=== Begin Enclosure ===

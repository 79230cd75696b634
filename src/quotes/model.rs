//! Quote data model — records, seed data, category filters, and views.

use serde::{Deserialize, Deserializer, Serialize};
use serde_json::Value;

/// Sentinel filter value meaning "every category".
pub const ALL_CATEGORIES: &str = "all";

/// A text/category pair, the only domain record.
///
/// Fields are read leniently: imported files are taken as-is, without shape
/// validation (see [`lenient_text`]).
#[derive(Debug, Clone, Default, PartialEq, Eq, Serialize, Deserialize)]
pub struct Quote {
    #[serde(default, deserialize_with = "deserialize_lenient")]
    pub text: String,
    #[serde(default, deserialize_with = "deserialize_lenient")]
    pub category: String,
}

/// Text of an arbitrary JSON field: strings as-is, null or absent as `""`,
/// anything else as its JSON text.
pub fn lenient_text(value: Option<&Value>) -> String {
    match value {
        None | Some(Value::Null) => String::new(),
        Some(Value::String(s)) => s.clone(),
        Some(other) => other.to_string(),
    }
}

fn deserialize_lenient<'de, D>(deserializer: D) -> Result<String, D::Error>
where
    D: Deserializer<'de>,
{
    let value = Option::<Value>::deserialize(deserializer)?;
    Ok(lenient_text(value.as_ref()))
}

impl Quote {
    pub fn new(text: impl Into<String>, category: impl Into<String>) -> Self {
        Self {
            text: text.into(),
            category: category.into(),
        }
    }

    /// Build a quote from any JSON value. Non-object values yield an empty
    /// quote.
    pub fn from_json(value: &Value) -> Self {
        Self {
            text: lenient_text(value.get("text")),
            category: lenient_text(value.get("category")),
        }
    }

    /// One-line display form, `Category: text`.
    pub fn render(&self) -> String {
        format!("{}: {}", self.category, self.text)
    }
}

/// Built-in quotes used when nothing readable is stored yet.
pub fn seed_quotes() -> Vec<Quote> {
    vec![
        Quote::new(
            "The best way to get started is to quit talking and begin doing.",
            "Motivation",
        ),
        Quote::new(
            "Don\u{2019}t let yesterday take up too much of today.",
            "Inspiration",
        ),
        Quote::new(
            "It\u{2019}s not whether you get knocked down, it\u{2019}s whether you get up.",
            "Perseverance",
        ),
    ]
}

/// Distinct categories in first-appearance order.
pub fn categories(quotes: &[Quote]) -> Vec<String> {
    let mut seen: Vec<String> = Vec::new();
    for quote in quotes {
        if !seen.iter().any(|c| *c == quote.category) {
            seen.push(quote.category.clone());
        }
    }
    seen
}

/// The selected category filter.
#[derive(Debug, Clone, PartialEq, Eq, Default)]
pub enum CategoryFilter {
    #[default]
    All,
    Category(String),
}

impl CategoryFilter {
    /// Parse a stored or user-supplied filter. Empty means `All`; matching is
    /// exact, so no trimming or case folding happens here.
    pub fn parse(raw: &str) -> Self {
        if raw.is_empty() || raw == ALL_CATEGORIES {
            Self::All
        } else {
            Self::Category(raw.to_string())
        }
    }

    pub fn as_str(&self) -> &str {
        match self {
            Self::All => ALL_CATEGORIES,
            Self::Category(name) => name,
        }
    }

    pub fn matches(&self, quote: &Quote) -> bool {
        match self {
            Self::All => true,
            Self::Category(name) => quote.category == *name,
        }
    }

    /// Apply the filter, preserving relative order.
    pub fn apply(&self, quotes: &[Quote]) -> Vec<Quote> {
        quotes.iter().filter(|q| self.matches(q)).cloned().collect()
    }
}

impl std::fmt::Display for CategoryFilter {
    fn fmt(&self, f: &mut std::fmt::Formatter<'_>) -> std::fmt::Result {
        f.write_str(self.as_str())
    }
}

/// The quotes visible under a filter.
#[derive(Debug, Clone, PartialEq, Eq)]
pub struct FilterView {
    pub filter: CategoryFilter,
    pub quotes: Vec<Quote>,
}

impl FilterView {
    pub fn new(filter: CategoryFilter, all: &[Quote]) -> Self {
        let quotes = filter.apply(all);
        Self { filter, quotes }
    }

    pub fn is_empty(&self) -> bool {
        self.quotes.is_empty()
    }

    /// Display lines; an empty view renders a single empty-state line.
    pub fn render(&self) -> Vec<String> {
        if self.is_empty() {
            return vec!["No quotes found for this category.".to_string()];
        }
        self.quotes.iter().map(Quote::render).collect()
    }
}

#[cfg(test)]
mod tests {
    use super::*;

    fn sample() -> Vec<Quote> {
        vec![
            Quote::new("a", "Motivation"),
            Quote::new("b", "Humor"),
            Quote::new("c", "Motivation"),
            Quote::new("d", "motivation"),
        ]
    }

    #[test]
    fn seeds_have_three_categories() {
        let seeds = seed_quotes();
        assert_eq!(seeds.len(), 3);
        assert_eq!(
            categories(&seeds),
            vec!["Motivation", "Inspiration", "Perseverance"]
        );
    }

    #[test]
    fn categories_are_distinct_in_first_appearance_order() {
        assert_eq!(
            categories(&sample()),
            vec!["Motivation", "Humor", "motivation"]
        );
        assert!(categories(&[]).is_empty());
    }

    #[test]
    fn filter_all_returns_everything_in_order() {
        let quotes = sample();
        assert_eq!(CategoryFilter::All.apply(&quotes), quotes);
    }

    #[test]
    fn filter_category_is_exact_and_case_sensitive() {
        let filtered = CategoryFilter::parse("Motivation").apply(&sample());
        let texts: Vec<&str> = filtered.iter().map(|q| q.text.as_str()).collect();
        assert_eq!(texts, vec!["a", "c"]);
    }

    #[test]
    fn filter_does_not_trim() {
        let filtered = CategoryFilter::parse(" Humor").apply(&sample());
        assert!(filtered.is_empty());
    }

    #[test]
    fn parse_sentinel_and_empty() {
        assert_eq!(CategoryFilter::parse("all"), CategoryFilter::All);
        assert_eq!(CategoryFilter::parse(""), CategoryFilter::All);
        assert_eq!(
            CategoryFilter::parse("All"),
            CategoryFilter::Category("All".into())
        );
        assert_eq!(CategoryFilter::All.as_str(), "all");
    }

    #[test]
    fn empty_view_renders_empty_state() {
        let view = FilterView::new(CategoryFilter::parse("Nope"), &sample());
        assert!(view.is_empty());
        assert_eq!(view.render(), vec!["No quotes found for this category."]);
    }

    #[test]
    fn view_renders_category_and_text() {
        let view = FilterView::new(CategoryFilter::parse("Humor"), &sample());
        assert_eq!(view.render(), vec!["Humor: b"]);
    }

    #[test]
    fn lenient_deserialization() {
        let quotes: Vec<Quote> =
            serde_json::from_str(r#"[{"text": "only text"}, {"category": "X", "extra": 1}]"#)
                .unwrap();
        assert_eq!(quotes[0], Quote::new("only text", ""));
        assert_eq!(quotes[1], Quote::new("", "X"));
    }

    #[test]
    fn mistyped_fields_are_stringified() {
        let quotes: Vec<Quote> = serde_json::from_str(
            r#"[{"text": 42, "category": null}, {"text": true, "category": ["a"]}]"#,
        )
        .unwrap();
        assert_eq!(quotes[0], Quote::new("42", ""));
        assert_eq!(quotes[1], Quote::new("true", r#"["a"]"#));
    }

    #[test]
    fn from_json_accepts_any_value() {
        let value = serde_json::json!({"text": "ok", "category": 7});
        assert_eq!(Quote::from_json(&value), Quote::new("ok", "7"));
        assert_eq!(Quote::from_json(&serde_json::json!(5)), Quote::default());
        assert_eq!(lenient_text(None), "");
    }
}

=== End Enclosure ===

**Task to carry out**
In the lines above, find the word "PartialEq" and copy every line it occurs in.

**Exercise response**
#[derive(Debug, Clone, Default, PartialEq, Eq, Serialize, Deserialize)]
#[derive(Debug, Clone, PartialEq, Eq, Default)]
#[derive(Debug, Clone, PartialEq, Eq)]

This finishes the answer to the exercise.